↓↓↓

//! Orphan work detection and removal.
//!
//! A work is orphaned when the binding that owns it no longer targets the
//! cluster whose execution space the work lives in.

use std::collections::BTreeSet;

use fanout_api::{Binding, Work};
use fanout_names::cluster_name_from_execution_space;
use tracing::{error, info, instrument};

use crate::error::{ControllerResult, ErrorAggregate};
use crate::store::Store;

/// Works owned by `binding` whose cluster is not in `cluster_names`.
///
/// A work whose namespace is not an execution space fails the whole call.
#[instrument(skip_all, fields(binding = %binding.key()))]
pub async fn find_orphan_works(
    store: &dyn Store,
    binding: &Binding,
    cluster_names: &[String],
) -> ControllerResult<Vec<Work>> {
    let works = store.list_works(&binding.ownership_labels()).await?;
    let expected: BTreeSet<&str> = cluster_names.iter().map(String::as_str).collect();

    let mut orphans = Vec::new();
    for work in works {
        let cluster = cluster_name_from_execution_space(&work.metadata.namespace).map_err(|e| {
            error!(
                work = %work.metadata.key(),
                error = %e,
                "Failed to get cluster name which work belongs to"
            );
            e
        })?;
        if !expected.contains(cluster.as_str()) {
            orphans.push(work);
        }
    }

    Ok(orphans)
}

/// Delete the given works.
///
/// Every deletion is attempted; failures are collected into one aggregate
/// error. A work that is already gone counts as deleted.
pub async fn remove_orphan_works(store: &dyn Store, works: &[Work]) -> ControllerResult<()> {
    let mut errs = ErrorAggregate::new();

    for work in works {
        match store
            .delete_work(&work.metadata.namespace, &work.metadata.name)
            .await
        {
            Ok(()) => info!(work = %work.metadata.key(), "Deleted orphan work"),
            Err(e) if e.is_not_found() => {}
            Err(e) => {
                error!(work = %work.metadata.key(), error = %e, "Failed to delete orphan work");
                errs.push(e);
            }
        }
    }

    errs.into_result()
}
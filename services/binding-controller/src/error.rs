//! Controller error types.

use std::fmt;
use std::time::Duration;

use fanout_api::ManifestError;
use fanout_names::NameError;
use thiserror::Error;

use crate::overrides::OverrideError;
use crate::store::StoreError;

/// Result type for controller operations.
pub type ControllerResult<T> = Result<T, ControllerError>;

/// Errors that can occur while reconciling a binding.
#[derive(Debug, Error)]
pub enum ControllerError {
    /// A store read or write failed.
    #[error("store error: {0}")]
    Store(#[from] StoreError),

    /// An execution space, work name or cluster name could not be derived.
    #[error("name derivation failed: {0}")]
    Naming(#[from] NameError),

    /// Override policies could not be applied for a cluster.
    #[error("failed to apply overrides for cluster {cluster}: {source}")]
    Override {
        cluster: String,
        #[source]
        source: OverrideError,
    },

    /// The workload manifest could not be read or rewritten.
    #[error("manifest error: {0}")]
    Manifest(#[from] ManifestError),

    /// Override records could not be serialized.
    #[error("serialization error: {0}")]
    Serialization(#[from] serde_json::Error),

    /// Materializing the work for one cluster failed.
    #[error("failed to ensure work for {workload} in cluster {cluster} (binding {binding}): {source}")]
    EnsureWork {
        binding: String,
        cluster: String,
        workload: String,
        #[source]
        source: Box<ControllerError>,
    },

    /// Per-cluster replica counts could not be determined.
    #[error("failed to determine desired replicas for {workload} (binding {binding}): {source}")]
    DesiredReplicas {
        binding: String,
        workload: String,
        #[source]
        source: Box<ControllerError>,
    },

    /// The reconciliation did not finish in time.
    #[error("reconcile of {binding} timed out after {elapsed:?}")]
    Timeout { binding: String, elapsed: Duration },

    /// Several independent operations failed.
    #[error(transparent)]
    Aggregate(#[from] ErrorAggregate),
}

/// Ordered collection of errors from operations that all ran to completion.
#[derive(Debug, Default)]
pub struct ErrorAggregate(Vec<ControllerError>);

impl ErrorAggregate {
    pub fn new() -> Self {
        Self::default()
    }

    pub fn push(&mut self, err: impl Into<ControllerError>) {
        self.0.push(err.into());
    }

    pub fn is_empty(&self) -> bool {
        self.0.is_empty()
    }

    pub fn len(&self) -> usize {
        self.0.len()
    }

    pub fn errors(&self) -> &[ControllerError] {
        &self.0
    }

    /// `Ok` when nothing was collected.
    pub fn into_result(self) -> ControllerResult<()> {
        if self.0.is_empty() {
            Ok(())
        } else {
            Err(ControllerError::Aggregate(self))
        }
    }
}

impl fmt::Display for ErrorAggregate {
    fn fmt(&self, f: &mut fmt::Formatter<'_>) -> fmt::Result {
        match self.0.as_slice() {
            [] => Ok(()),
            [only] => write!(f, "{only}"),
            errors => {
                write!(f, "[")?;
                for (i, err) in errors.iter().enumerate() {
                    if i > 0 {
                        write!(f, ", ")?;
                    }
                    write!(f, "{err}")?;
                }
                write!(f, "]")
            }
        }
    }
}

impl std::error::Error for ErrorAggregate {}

↑↑↑

— TASK GOAL —
What lines in the data above contain the word "info"? Copy them all.

— RESULT BELOW —
use tracing::{error, info, instrument};
            Ok(()) => info!(work = %work.metadata.key(), "Deleted orphan work"),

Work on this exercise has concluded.